ཁོང་གི་རྨས་ང་ཚོ་དྲག་ཡོད།

 

There was of course no need for her to gain merit by going round the stupa. Jesus had suffered for believers on the cross for their sins. On it He had won for Ajalaa all the righteousness and merit that she needed.

 

“He himself bore our sins in his body on the tree, that we might die to sin and live to righteousness. By his wounds you have been healed.”   (1 Peter 2:14)

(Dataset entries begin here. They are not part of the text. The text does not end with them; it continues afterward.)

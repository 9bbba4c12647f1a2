// SPDX-License-Identifier: Apache-2.0
// © James Ross Ω FLYING•ROBOTS <https://github.com/flyingrobots>
//! Shared application services for the maze viewer (prefs, storage port,
//! HUD notices). Nothing here depends on a window or GPU crate.

pub mod notice;
pub mod prefs;
pub mod prefs_port;
pub mod prefs_store;
// SPDX-License-Identifier: Apache-2.0
// © James Ross Ω FLYING•ROBOTS <https://github.com/flyingrobots>
//! playmz: first-person maze walker. Main parses args, loads the maze and
//! wires App into winit.

use std::path::PathBuf;

use anyhow::{Context, Result};
use clap::Parser;
use egui_winit::winit::event_loop::EventLoop;
use maze_core::{GridScale, MovementResolver, Radius, WorldConfig};
use tracing::info;
use tracing_subscriber::EnvFilter;

mod app;
mod app_frame;
mod camera;
mod core;
mod gpu;
mod input;
mod maze_image;
mod perf;
mod render;
mod scene;
mod ui;
mod ui_state;
mod viewer_state;
mod viewport;

#[derive(Parser, Debug)]
#[command(author, version, about = "Walk a PNG maze in first person")]
pub struct Args {
    /// Maze PNG; dark pixels (luma < 128) are walls
    maze: PathBuf,
    /// Live collision window half-width in tiles (default: whole maze)
    #[arg(long)]
    radius_x: Option<u32>,
    /// Live collision window half-height in tiles (default: whole maze)
    #[arg(long)]
    radius_y: Option<u32>,
    /// Metres per maze pixel
    #[arg(long, default_value_t = 0.5)]
    cell_size: f32,
    /// Wall height in metres
    #[arg(long, default_value_t = 2.0)]
    wall_height: f32,
    /// Walking speed in m/s
    #[arg(long, default_value_t = 3.0)]
    speed: f32,
    /// Speed multiplier while R is held
    #[arg(long, default_value_t = 2.0)]
    sprint: f32,
    /// Force vsync on regardless of saved prefs
    #[arg(long)]
    vsync: bool,
    /// Overwrite saved prefs with defaults before starting
    #[arg(long)]
    reset_prefs: bool,
}

impl Args {
    fn world_config(&self) -> WorldConfig {
        let radius = self
            .radius_x
            .or(self.radius_y)
            .map(|r| Radius::new(self.radius_x.unwrap_or(r), self.radius_y.unwrap_or(r)));
        WorldConfig {
            scale: GridScale {
                cell: self.cell_size,
                wall_height: self.wall_height,
            },
            radius,
            ..WorldConfig::default()
        }
    }

    fn resolver(&self) -> MovementResolver {
        MovementResolver::new(self.speed, self.sprint)
    }
}

fn main() -> Result<()> {
    let args = Args::parse();

    let filter = EnvFilter::try_from_default_env().or_else(|_| EnvFilter::try_new("info"))?;
    tracing_subscriber::fmt()
        .with_env_filter(filter)
        .with_target(false)
        .without_time()
        .init();

    let maze = maze_image::MazeImage::load(&args.maze)
        .with_context(|| format!("loading maze {}", args.maze.display()))?;
    info!(
        path = %args.maze.display(),
        width = maze.width(),
        height = maze.height(),
        "maze loaded"
    );

    let event_loop = EventLoop::new()?;
    let mut app = app::App::new(&args, maze);
    event_loop.run_app(&mut app)?;
    Ok(())
}

#[cfg(test)]
mod tests {
    use super::*;

    #[test]
    fn one_radius_flag_covers_both_axes() {
        let args = Args::parse_from(["playmz", "m.png", "--radius-x", "8"]);
        assert_eq!(args.world_config().radius, Some(Radius::new(8, 8)));
        let args = Args::parse_from(["playmz", "m.png", "--radius-x", "8", "--radius-y", "3"]);
        assert_eq!(args.world_config().radius, Some(Radius::new(8, 3)));
        let args = Args::parse_from(["playmz", "m.png"]);
        assert_eq!(args.world_config().radius, None);
    }

    #[test]
    fn defaults_match_grid_and_speed() {
        let args = Args::parse_from(["playmz", "m.png"]);
        assert_eq!(args.world_config().scale, GridScale::default());
        assert_eq!(args.resolver(), MovementResolver::new(3.0, 2.0));
        assert!(!args.vsync && !args.reset_prefs);
    }
}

པེ་ཏྲོ་༡ 2:14 – ཁྱེད་ཚོས་གཙོ་བོའི་དོན་དུ་སྲིད་འཛིན་པ་ཐམས་ཅད་ལ་བཀུར་དགོས་ཏེ། དབང་ཆ་མཐོ་ཤོས་ཀྱི་རྒྱལ་པོའམ། ཡང་ན་ཁོང་གིས་མངགས་པའི་སྤྱི་ཁྱབ་རྣམས་ལ་བཀུར་དགོས། སྤྱི་ཁྱབ་རྣམས་མངགས་པའི་རྒྱུ་མཚན་ནི་ངན་པ་བྱེད་མཁན་རྣམས་ལ་ཆད་པ་གཏོང་ཞིང༌། ལེགས་སྤྱོད་མཁན་ལ་བསྟོད་པ་བྱེད་པའི་ཕྱིར་རོ།

 

And Jesus is the loving One who faithfully holds us fast in His grasp.

It was Jesus who caused Jaylund to meet Ajalaa again after that gap of 7 years.

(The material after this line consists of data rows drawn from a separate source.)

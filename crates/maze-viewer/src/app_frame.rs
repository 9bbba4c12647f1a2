// SPDX-License-Identifier: Apache-2.0
// © James Ross Ω FLYING•ROBOTS <https://github.com/flyingrobots>
//! Per-frame tick and window-event handling for the App.

use crate::{
    app::App,
    input,
    render::{self, FrameInput, RenderOutcome},
    scene, ui,
};
use egui_winit::winit::event::WindowEvent;
use std::time::Instant;

/// Longest simulated step; a stalled frame must not tunnel through walls.
const MAX_DT: f32 = 0.05;

impl App {
    pub fn handle_window_event(
        &mut self,
        window_id: egui_winit::winit::window::WindowId,
        event: WindowEvent,
    ) {
        let Some(idx) = self
            .viewports
            .iter()
            .position(|v| v.window.id() == window_id)
        else {
            return;
        };
        match &event {
            WindowEvent::CloseRequested => {
                self.exit_requested = true;
                return;
            }
            WindowEvent::Resized(size) => self.viewports[idx].gpu.resize(*size),
            _ => {}
        }

        let outcome = input::handle_window_event(&event, &mut self.viewer.input);
        if let Some(ev) = outcome.ui_event {
            self.apply_ui_event(ev);
        }

        let vp = &mut self.viewports[idx];
        let _ = vp.egui_state.on_window_event(vp.window, &event);
    }

    pub fn frame(&mut self) {
        let Some(vp) = self.viewports.first_mut() else {
            return;
        };
        let win = vp.window;
        let raw_input = vp.egui_state.take_egui_input(win);
        let width_px = vp.gpu.config.width;
        let aspect = vp.gpu.aspect();

        let now = Instant::now();
        let frame_secs = now.duration_since(self.viewer.last_frame).as_secs_f32();
        self.viewer.last_frame = now;
        self.viewer.perf.push(frame_secs * 1000.0);
        if self.ui.playing() {
            self.viewer.tick(frame_secs.min(MAX_DT), width_px);
        } else {
            self.viewer.input.take_mouse_delta();
        }

        self.notices.prune(now);
        let notices = self.notices.visible(now);
        let view_proj = self.viewer.view_proj(aspect);
        let instances = scene::block_instances(&self.viewer.world);
        let prev_vsync = self.viewer.prefs.hud.vsync;

        let egui_ctx = self.egui_ctx.clone();
        let full_output = egui_ctx.run(raw_input, |ctx| ui::draw(ctx, self, &notices));

        let Some(vp) = self.viewports.first_mut() else {
            return;
        };
        vp.egui_state
            .handle_platform_output(win, full_output.platform_output);
        if self.viewer.prefs.hud.vsync != prev_vsync {
            vp.gpu.set_vsync(self.viewer.prefs.hud.vsync);
        }

        let paint_jobs = self
            .egui_ctx
            .tessellate(full_output.shapes, full_output.pixels_per_point);
        let screen_desc = egui_wgpu::ScreenDescriptor {
            size_in_pixels: [vp.gpu.config.width, vp.gpu.config.height],
            pixels_per_point: win.scale_factor() as f32,
        };

        let outcome = render::render_frame(
            vp,
            FrameInput {
                instances: &instances,
                view_proj,
                wireframe: self.viewer.prefs.hud.wireframe,
                paint_jobs,
                textures_delta: full_output.textures_delta,
                screen_desc,
            },
        );
        if matches!(outcome, RenderOutcome::Fatal) {
            self.exit_requested = true;
        }

        win.request_redraw();
    }
}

If our relatives and friends with their merit-seeking habits are the only human company that we have, so that we forget to hold fast to our faith in Jesus, yet Jesus will always hold fast to us and welcome us back into His arms. He will never cast out those whom His Father God has given to him.

 

ཡོ་ཧ་ནན། 6:37ཡབ་ཀྱིས་ང་ལ་གནང་བ་ཐམས་ཅད་ངའི་རྩར་ཡོང་ངེས་ཡིན། སུ་ངའི་རྩར་ཡོང་ན་ཡང་དེ་ངས་ནམ་ཡང་བསྐྲད་པར་མི་བྱ།

 

We may be faithless, but He remains faithful.

 

ཐི་མོ་ཐེ། 2:13ངེད་ཀྱི་དད་སེམས་བསྐྱུར་ཡང་ཁོང་མིན་ཏེ།། ཁོང་གིས་རང་ཉིད་སྤང་བ་སྲིད་ན་དཀོན།། ཞེས་སོ།། གདེང་འཇོག་ཐོབ་པའི་ལས་བྱེད་མཁན་གྱི་སྐོར།

 

Footnote: I have tried to write the name of Jaylund in Tibetan characters. It could perhaps be gces-lon-da, because she showed love to Ajalaa.